In a 4-3 ruling Thursday, the majority determined that while the parties in question care about the health and safety of students and teachers, and that the state Department of Health Services is given the power to close schools, local health officials do not have that authority.
“The state’s high court stated unequivocally that ‘Overriding the choices of parents and schools, who also undoubtedly care about the health and safety of their teachers and families, intrudes upon the freedoms ordinarily retained by the people under our constitutional design.’ That’s something that none of us can allow to go unchallenged,” said Thomas More Society Executive President and General Counsel Andrew Bath.
Dane County in Wisconsin, which houses Madison, issued an emergency order with Public Health Madison which was amended in early September to stop schools from re-opening and offering in-person classes. The Wisconsin Supreme Court, however, issued a preliminary injunction on behalf of the private schools claiming that this order was “both broad and without apparent precedent.”
“The court recognized this attempt to shut down private schools for what it is – a slap in the face to educational choice, an affront to families who believe that children should be in school, and a direct violation of parental rights,” said Thomas More Society Special Counsel Erick Kaardal.
The court also pointed out that the students, parents, and schools in question would be following any COVID-19 health and safety guidelines necessary in order to begin meeting in-person again.
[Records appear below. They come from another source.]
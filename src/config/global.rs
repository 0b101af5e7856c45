//! Global configuration for Noodle.
//!
//! The user configuration file (`~/.noodle/config.toml`) holds walk defaults
//! that would otherwise have to be repeated on every invocation: where to look
//! for bare asset paths, whether to follow asset attributes, and how deep to
//! descend.
//!
//! # Configuration File Location
//!
//! - **Unix/macOS**: `~/.noodle/config.toml`
//! - **Windows**: `%LOCALAPPDATA%\noodle\config.toml`
//!
//! The location can be overridden with the `NOODLE_CONFIG` environment
//! variable or the `--config` command line flag.
//!
//! # File Format
//!
//! ```toml
//! # Directories searched for bare relative asset paths, in order
//! search_paths = ["~/show/assets", "$SHOW_ROOT/lib"]
//!
//! # Follow asset-valued attributes (textures, volumes, ...)
//! walk_attributes = true
//!
//! # Stop descending past this nesting level
//! max_depth = 12
//!
//! # Replace the built-in texture extension list
//! texture_extensions = [".png", ".exr", ".tx"]
//! ```
//!
//! Every key is optional; a missing file is the same as an empty one.

use anyhow::{Context, Result};
use serde::{Deserialize, Serialize};
use std::path::{Path, PathBuf};

use crate::constants::{CONFIG_ENV_VAR, SEARCH_PATH_ENV_VAR, TEXTURE_EXTENSIONS};
use crate::core::NoodleError;
use crate::walker::WalkOptions;

/// Global configuration loaded from `~/.noodle/config.toml`.
///
/// # Examples
///
/// ```rust
/// use noodle::config::GlobalConfig;
///
/// let config: GlobalConfig = toml::from_str(r#"
///     walk_attributes = true
///     max_depth = 4
/// "#).unwrap();
///
/// let options = config.walk_options();
/// assert!(options.walk_attributes);
/// assert_eq!(options.max_depth, Some(4));
/// ```
#[derive(Debug, Clone, Default, PartialEq, Eq, Serialize, Deserialize)]
pub struct GlobalConfig {
    /// Directories searched for bare relative asset paths.
    ///
    /// `~` and environment variables are expanded when the paths are used.
    #[serde(default, skip_serializing_if = "Vec::is_empty")]
    pub search_paths: Vec<String>,

    /// Follow asset-valued attributes by default.
    #[serde(default)]
    pub walk_attributes: bool,

    /// Maximum nesting level to descend into.
    #[serde(default, skip_serializing_if = "Option::is_none")]
    pub max_depth: Option<usize>,

    /// Texture extensions, replacing the built-in list when non-empty.
    ///
    /// Entries are matched case-insensitively; the leading dot is optional.
    #[serde(default, skip_serializing_if = "Vec::is_empty")]
    pub texture_extensions: Vec<String>,
}

impl GlobalConfig {
    /// Load from the default location, or defaults if no file exists there.
    ///
    /// # Errors
    ///
    /// Returns an error if the file exists but cannot be read or parsed.
    pub fn load() -> Result<Self> {
        let path = Self::default_path()?;
        if path.exists() {
            Self::load_from(&path)
        } else {
            tracing::debug!("No config at {}, using defaults", path.display());
            Ok(Self::default())
        }
    }

    /// Load from an explicit path if given, else from the default location.
    ///
    /// An explicit path that does not exist is an error; a missing default
    /// file is not.
    ///
    /// # Errors
    ///
    /// Returns [`NoodleError::ConfigNotFound`] for a missing explicit path and
    /// a parse error for invalid TOML.
    pub fn load_with_optional(path: Option<PathBuf>) -> Result<Self> {
        match path {
            Some(path) if !path.exists() => Err(NoodleError::ConfigNotFound {
                path: path.display().to_string(),
            }
            .into()),
            Some(path) => Self::load_from(&path),
            None => Self::load(),
        }
    }

    /// Load from a specific file.
    ///
    /// # Errors
    ///
    /// Returns an error if the file cannot be read or is not valid config TOML.
    pub fn load_from(path: &Path) -> Result<Self> {
        let content = std::fs::read_to_string(path)
            .with_context(|| format!("Failed to read config file: {}", path.display()))?;

        let config: Self = toml::from_str(&content)
            .map_err(NoodleError::from)
            .with_context(|| format!("Failed to parse config file: {}", path.display()))?;

        tracing::debug!("Loaded config from {}", path.display());
        Ok(config)
    }

    /// Path of the configuration file.
    ///
    /// `NOODLE_CONFIG` wins when set and non-empty; otherwise
    /// `~/.noodle/config.toml` (`%LOCALAPPDATA%\noodle\config.toml` on Windows).
    ///
    /// # Errors
    ///
    /// Returns an error if the home (or local data) directory cannot be determined.
    pub fn default_path() -> Result<PathBuf> {
        if let Ok(path) = std::env::var(CONFIG_ENV_VAR)
            && !path.trim().is_empty()
        {
            return Ok(PathBuf::from(path));
        }

        let config_dir = if cfg!(target_os = "windows") {
            dirs::data_local_dir()
                .ok_or_else(|| anyhow::anyhow!("Unable to determine local data directory"))?
                .join("noodle")
        } else {
            dirs::home_dir()
                .ok_or_else(|| anyhow::anyhow!("Unable to determine home directory"))?
                .join(".noodle")
        };

        Ok(config_dir.join("config.toml"))
    }

    /// Search directories: configured ones first, then `NOODLE_SEARCH_PATH`.
    ///
    /// Entries that fail to expand are used as written.
    #[must_use]
    pub fn search_dirs(&self) -> Vec<PathBuf> {
        let mut dirs: Vec<PathBuf> = self
            .search_paths
            .iter()
            .filter(|p| !p.trim().is_empty())
            .map(|p| match shellexpand::full(p) {
                Ok(expanded) => PathBuf::from(expanded.as_ref()),
                Err(e) => {
                    tracing::warn!("Cannot expand search path '{p}': {e}");
                    PathBuf::from(p)
                }
            })
            .collect();

        if let Some(value) = std::env::var_os(SEARCH_PATH_ENV_VAR) {
            dirs.extend(std::env::split_paths(&value).filter(|p| !p.as_os_str().is_empty()));
        }

        dirs
    }

    /// Texture extensions, lower-cased with a leading dot.
    #[must_use]
    pub fn texture_extensions(&self) -> Vec<String> {
        if self.texture_extensions.is_empty() {
            return TEXTURE_EXTENSIONS.iter().map(|ext| (*ext).to_string()).collect();
        }

        self.texture_extensions
            .iter()
            .map(|ext| ext.trim().to_ascii_lowercase())
            .filter(|ext| !ext.is_empty())
            .map(|ext| if ext.starts_with('.') { ext } else { format!(".{ext}") })
            .collect()
    }

    /// Walk options derived from this configuration.
    #[must_use]
    pub fn walk_options(&self) -> WalkOptions {
        WalkOptions {
            walk_attributes: self.walk_attributes,
            max_depth: self.max_depth,
            texture_extensions: self.texture_extensions(),
        }
    }
}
“It is noteworthy that Petitioners went to great lengths—and expended non-negligible sums—to provide students, teachers, and staff the ability to resume in-person instruction with safety precautions in place,” one of the court’s opinions stated, also noting that schools, parents, and students have the opportunity to “voluntarily” make the choice to return to classroom instruction despite COVID-19 fears.
The supreme court, which covered three cases, James v. Heinrich, Wisconsin Council of Religious and Independent Schools, et al. v. Heinrich, et al., and St. Ambrose Academy, Inc., et al. v. Parisi, et al., in the hearing, also ordered Dane County “to file a response to the court within 30 days.” Another hearing is expected in the near future.